● Task directions
In the entries that follow, the first line to write out is the one containing "distinct labels present", and the last is the one containing "占 3 个像素, 标签". Reproduce that stretch exactly, with nothing before or after it.

▽

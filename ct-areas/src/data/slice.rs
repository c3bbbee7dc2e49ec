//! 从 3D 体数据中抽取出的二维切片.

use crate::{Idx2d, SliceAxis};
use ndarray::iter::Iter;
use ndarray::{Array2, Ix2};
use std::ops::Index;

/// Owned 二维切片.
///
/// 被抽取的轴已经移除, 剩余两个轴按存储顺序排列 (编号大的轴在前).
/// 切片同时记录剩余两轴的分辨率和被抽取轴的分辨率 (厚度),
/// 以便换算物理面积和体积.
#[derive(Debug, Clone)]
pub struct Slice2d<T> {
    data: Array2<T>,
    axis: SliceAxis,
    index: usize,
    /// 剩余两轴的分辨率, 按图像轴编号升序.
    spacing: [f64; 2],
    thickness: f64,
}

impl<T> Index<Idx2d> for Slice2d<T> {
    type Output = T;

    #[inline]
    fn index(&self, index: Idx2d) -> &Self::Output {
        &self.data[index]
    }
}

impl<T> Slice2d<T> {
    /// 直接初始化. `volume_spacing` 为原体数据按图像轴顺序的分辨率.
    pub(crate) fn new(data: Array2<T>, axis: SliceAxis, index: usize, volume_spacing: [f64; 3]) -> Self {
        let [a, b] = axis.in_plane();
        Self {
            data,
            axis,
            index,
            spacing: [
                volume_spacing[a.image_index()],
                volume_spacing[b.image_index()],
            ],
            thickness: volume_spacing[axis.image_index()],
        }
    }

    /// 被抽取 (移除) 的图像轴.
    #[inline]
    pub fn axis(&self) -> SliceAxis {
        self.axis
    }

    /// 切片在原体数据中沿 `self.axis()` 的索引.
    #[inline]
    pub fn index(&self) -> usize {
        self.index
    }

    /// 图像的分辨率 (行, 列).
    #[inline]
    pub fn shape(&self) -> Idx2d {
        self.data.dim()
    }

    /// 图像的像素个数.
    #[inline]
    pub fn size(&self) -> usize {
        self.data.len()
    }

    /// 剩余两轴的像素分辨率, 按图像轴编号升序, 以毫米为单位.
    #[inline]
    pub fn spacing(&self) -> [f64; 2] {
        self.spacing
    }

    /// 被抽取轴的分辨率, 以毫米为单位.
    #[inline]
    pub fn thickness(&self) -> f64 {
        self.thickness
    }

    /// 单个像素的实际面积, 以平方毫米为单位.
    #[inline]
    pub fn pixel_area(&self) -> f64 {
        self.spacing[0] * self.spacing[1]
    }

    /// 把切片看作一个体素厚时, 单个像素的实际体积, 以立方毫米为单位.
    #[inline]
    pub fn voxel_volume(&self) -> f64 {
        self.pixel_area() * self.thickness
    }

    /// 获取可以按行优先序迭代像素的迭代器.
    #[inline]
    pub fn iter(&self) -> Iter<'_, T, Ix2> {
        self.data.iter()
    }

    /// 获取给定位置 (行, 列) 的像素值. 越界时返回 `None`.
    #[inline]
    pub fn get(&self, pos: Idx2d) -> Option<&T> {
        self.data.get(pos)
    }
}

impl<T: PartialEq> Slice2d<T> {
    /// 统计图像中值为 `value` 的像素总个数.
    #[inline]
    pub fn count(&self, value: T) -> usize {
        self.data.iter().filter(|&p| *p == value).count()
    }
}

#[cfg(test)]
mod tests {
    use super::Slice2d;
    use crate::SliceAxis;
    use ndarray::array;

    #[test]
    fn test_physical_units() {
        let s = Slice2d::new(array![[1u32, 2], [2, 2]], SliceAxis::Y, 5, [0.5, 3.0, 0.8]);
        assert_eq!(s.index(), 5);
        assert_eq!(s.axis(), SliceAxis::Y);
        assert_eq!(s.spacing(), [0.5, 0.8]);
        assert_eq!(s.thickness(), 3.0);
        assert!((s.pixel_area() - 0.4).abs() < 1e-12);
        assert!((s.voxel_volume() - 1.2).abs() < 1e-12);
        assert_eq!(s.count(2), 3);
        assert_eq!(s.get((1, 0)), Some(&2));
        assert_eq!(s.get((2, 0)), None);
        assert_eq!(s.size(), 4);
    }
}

△
▽

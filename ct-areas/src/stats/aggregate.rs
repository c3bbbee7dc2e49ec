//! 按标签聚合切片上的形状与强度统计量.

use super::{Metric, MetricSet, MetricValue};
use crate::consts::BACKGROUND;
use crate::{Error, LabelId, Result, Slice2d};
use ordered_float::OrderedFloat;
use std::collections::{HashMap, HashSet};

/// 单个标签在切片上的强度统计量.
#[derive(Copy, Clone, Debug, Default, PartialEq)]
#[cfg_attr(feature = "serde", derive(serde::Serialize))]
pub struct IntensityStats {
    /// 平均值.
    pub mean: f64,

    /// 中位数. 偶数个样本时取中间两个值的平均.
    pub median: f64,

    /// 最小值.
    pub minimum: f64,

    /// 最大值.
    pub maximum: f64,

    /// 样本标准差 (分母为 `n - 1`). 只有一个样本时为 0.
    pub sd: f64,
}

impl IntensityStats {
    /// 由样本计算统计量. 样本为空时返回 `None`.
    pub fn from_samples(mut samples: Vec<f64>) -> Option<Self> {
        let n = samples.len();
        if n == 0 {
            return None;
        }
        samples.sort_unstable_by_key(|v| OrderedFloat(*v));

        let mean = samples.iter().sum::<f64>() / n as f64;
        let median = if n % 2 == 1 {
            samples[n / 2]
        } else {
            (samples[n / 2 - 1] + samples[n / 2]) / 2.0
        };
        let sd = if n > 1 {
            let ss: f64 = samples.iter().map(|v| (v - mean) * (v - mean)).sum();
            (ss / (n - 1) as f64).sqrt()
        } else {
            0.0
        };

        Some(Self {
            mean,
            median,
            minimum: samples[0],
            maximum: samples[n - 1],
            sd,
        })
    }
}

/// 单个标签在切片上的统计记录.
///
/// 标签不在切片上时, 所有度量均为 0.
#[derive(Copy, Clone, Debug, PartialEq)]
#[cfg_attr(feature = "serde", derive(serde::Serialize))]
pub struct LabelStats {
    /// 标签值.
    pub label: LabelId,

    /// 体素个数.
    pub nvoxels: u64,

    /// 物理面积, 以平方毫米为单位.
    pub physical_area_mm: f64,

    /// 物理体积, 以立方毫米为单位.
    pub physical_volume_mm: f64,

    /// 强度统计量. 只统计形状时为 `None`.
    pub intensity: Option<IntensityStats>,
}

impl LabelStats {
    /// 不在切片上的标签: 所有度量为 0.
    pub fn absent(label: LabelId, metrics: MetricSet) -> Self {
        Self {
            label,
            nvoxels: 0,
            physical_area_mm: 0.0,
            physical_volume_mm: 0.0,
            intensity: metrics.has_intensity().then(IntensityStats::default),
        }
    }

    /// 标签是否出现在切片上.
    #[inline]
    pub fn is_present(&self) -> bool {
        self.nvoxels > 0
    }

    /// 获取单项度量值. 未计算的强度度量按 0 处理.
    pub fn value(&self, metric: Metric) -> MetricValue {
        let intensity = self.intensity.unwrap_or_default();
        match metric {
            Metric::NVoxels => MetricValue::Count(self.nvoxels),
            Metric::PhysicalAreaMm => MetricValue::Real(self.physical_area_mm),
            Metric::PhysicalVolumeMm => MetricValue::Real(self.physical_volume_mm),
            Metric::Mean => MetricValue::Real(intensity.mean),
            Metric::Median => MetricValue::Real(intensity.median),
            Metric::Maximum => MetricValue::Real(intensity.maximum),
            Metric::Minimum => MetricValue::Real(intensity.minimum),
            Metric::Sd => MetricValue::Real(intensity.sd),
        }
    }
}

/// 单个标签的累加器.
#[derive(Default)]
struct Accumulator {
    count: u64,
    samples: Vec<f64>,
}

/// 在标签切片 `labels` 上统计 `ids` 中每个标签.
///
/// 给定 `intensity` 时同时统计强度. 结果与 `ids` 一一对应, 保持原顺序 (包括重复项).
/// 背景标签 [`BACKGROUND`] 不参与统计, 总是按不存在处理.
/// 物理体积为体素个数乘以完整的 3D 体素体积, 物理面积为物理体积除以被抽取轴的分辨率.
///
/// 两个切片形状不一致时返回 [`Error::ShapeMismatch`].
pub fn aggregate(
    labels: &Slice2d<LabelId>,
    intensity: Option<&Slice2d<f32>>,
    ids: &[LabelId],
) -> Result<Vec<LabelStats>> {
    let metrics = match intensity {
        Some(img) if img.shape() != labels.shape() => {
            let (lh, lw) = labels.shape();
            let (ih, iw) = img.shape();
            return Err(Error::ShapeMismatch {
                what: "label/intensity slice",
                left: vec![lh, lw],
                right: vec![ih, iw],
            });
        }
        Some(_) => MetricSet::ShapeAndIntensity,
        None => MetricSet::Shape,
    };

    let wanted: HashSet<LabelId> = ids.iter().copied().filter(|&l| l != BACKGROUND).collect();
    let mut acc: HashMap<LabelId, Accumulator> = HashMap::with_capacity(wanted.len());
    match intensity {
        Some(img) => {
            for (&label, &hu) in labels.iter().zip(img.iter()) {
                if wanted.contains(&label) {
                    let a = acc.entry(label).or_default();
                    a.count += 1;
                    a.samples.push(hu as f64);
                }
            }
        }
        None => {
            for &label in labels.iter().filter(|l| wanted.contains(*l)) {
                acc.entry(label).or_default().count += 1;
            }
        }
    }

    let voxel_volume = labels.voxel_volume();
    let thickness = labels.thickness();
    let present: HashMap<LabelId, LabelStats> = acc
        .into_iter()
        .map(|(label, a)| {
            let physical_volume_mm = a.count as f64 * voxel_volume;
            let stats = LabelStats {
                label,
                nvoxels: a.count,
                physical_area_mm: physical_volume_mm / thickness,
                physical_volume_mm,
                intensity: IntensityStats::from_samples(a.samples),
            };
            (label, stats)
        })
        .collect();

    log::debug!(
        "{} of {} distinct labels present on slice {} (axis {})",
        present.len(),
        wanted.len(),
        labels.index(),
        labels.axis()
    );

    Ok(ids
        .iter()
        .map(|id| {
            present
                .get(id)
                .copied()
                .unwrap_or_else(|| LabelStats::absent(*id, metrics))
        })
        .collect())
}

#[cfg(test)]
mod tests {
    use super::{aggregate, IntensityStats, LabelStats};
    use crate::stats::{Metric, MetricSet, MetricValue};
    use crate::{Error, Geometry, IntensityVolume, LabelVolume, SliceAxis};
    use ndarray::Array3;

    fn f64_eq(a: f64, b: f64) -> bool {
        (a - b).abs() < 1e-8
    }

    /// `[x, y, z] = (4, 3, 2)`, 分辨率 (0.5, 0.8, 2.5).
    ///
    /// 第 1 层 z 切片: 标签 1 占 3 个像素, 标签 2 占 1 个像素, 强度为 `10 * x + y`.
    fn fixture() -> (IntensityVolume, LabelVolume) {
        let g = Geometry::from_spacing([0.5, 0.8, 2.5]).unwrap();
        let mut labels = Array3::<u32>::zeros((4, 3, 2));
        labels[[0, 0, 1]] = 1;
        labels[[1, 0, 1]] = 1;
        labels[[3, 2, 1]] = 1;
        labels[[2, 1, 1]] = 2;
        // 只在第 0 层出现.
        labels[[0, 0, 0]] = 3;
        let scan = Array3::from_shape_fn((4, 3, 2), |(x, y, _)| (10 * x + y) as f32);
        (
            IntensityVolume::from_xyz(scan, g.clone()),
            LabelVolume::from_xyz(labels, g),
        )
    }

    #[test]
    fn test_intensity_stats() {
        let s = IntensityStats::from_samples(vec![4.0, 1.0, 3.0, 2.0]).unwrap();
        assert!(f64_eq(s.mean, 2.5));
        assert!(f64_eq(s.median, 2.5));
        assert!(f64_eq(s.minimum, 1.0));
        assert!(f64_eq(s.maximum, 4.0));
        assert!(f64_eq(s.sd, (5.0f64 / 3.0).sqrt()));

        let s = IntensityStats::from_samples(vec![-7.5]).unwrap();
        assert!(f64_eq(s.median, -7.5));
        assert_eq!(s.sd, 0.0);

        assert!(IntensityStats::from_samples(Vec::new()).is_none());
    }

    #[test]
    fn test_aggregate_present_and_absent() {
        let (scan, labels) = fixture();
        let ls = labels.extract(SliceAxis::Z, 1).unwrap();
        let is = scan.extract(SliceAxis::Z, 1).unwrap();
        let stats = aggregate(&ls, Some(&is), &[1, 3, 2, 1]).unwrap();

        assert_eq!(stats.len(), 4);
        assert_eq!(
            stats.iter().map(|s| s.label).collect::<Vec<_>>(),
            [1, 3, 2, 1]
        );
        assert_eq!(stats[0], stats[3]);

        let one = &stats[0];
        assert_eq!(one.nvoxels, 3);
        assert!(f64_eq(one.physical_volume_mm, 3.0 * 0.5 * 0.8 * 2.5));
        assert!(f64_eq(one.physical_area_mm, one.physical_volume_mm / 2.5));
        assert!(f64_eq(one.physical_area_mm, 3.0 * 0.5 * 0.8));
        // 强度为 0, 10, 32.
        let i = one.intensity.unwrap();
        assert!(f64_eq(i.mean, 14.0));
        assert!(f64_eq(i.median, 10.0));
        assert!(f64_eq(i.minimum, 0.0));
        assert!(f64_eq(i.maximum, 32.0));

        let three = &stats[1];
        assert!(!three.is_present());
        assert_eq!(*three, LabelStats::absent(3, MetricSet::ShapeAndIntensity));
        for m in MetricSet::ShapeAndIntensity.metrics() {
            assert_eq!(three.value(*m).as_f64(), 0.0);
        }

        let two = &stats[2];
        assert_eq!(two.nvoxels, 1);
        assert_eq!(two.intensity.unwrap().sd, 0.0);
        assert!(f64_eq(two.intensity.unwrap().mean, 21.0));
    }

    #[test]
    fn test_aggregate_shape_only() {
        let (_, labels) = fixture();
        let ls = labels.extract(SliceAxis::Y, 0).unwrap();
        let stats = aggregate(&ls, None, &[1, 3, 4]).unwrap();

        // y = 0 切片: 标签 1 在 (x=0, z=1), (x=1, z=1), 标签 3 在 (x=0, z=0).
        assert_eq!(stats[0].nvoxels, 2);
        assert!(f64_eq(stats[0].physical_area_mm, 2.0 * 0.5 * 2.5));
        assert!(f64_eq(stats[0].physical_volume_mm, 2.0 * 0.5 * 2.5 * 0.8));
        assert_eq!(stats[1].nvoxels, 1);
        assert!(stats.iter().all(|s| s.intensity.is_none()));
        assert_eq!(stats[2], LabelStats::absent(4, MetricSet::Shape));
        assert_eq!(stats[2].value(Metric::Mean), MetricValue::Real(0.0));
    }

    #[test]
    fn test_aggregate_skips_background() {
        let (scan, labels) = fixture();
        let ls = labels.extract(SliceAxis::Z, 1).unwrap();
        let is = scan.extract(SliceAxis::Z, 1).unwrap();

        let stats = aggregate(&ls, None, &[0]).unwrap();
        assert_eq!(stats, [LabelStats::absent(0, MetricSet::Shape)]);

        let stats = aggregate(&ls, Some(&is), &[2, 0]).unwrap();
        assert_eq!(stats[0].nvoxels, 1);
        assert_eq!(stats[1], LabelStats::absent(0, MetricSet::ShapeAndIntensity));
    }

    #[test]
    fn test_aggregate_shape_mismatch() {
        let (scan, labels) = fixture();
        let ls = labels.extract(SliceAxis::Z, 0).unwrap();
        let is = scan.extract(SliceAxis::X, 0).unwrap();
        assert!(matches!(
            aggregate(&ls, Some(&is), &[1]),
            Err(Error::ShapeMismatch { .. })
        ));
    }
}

△
▽

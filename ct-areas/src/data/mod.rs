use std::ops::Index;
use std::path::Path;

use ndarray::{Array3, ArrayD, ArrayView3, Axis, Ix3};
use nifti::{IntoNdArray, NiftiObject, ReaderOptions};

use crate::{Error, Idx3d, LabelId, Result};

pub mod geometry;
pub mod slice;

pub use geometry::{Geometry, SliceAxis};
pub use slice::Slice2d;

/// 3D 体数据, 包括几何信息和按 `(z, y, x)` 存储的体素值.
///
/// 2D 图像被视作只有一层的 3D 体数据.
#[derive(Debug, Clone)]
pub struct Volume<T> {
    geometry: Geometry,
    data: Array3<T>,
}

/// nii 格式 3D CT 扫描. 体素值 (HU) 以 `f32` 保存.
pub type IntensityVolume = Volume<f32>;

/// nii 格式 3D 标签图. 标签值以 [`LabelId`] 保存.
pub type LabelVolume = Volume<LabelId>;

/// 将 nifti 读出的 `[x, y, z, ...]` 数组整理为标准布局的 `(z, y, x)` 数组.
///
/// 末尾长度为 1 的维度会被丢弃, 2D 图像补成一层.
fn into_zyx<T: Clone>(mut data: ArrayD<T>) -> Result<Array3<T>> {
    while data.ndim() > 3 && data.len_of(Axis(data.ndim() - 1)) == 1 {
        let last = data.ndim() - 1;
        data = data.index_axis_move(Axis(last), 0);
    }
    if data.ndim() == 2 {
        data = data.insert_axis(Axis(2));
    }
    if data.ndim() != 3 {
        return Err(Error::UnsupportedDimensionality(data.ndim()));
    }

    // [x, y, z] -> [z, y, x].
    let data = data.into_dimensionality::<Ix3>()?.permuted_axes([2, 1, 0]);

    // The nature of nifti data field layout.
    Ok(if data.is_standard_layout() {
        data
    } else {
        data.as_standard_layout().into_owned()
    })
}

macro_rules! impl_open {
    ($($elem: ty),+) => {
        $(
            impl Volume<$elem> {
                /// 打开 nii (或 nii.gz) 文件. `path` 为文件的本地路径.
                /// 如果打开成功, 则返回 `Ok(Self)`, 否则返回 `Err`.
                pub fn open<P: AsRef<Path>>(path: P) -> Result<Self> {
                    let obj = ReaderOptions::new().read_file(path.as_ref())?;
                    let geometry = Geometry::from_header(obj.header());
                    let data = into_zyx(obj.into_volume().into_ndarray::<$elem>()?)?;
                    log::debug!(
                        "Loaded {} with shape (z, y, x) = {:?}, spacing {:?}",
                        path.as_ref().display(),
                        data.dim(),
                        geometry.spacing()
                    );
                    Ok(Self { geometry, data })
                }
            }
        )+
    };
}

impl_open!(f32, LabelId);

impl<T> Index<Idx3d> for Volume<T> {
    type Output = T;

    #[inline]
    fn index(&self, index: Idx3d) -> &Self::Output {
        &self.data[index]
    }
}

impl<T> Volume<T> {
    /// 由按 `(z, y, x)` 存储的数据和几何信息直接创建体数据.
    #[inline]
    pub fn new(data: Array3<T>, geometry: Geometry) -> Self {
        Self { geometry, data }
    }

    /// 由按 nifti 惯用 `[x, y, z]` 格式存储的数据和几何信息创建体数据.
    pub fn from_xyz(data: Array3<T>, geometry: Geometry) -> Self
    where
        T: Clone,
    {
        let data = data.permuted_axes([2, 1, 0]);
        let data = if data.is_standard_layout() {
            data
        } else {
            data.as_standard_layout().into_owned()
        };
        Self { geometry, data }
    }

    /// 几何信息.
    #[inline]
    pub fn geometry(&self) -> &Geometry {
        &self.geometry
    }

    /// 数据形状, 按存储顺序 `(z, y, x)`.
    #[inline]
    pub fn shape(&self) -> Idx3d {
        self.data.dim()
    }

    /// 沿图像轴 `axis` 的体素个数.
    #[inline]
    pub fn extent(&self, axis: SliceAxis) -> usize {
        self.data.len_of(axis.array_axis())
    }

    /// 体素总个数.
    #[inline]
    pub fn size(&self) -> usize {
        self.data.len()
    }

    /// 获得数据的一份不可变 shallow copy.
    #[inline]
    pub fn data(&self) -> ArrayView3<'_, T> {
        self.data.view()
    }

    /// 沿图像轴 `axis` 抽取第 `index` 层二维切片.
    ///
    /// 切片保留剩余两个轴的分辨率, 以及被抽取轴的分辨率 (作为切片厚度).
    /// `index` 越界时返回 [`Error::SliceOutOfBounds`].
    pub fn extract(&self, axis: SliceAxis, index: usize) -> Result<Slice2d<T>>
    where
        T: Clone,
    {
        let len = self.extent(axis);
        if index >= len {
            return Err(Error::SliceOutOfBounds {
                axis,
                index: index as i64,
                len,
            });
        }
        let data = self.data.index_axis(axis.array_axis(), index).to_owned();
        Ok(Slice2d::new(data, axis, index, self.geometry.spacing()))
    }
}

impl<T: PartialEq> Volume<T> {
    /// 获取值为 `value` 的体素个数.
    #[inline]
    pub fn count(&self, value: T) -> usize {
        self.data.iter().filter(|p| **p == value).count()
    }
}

△

● Task result
        "{} of {} distinct labels present on slice {} (axis {})",
        present.len(),
        wanted.len(),
        labels.index(),
        labels.axis()
    );

    Ok(ids
        .iter()
        .map(|id| {
            present
                .get(id)
                .copied()
                .unwrap_or_else(|| LabelStats::absent(*id, metrics))
        })
        .collect())
}

#[cfg(test)]
mod tests {
    use super::{aggregate, IntensityStats, LabelStats};
    use crate::stats::{Metric, MetricSet, MetricValue};
    use crate::{Error, Geometry, IntensityVolume, LabelVolume, SliceAxis};
    use ndarray::Array3;

    fn f64_eq(a: f64, b: f64) -> bool {
        (a - b).abs() < 1e-8
    }

    /// `[x, y, z] = (4, 3, 2)`, 分辨率 (0.5, 0.8, 2.5).
    ///
    /// 第 1 层 z 切片: 标签 1 占 3 个像素, 标签 2 占 1 个像素, 强度为 `10 * x + y`.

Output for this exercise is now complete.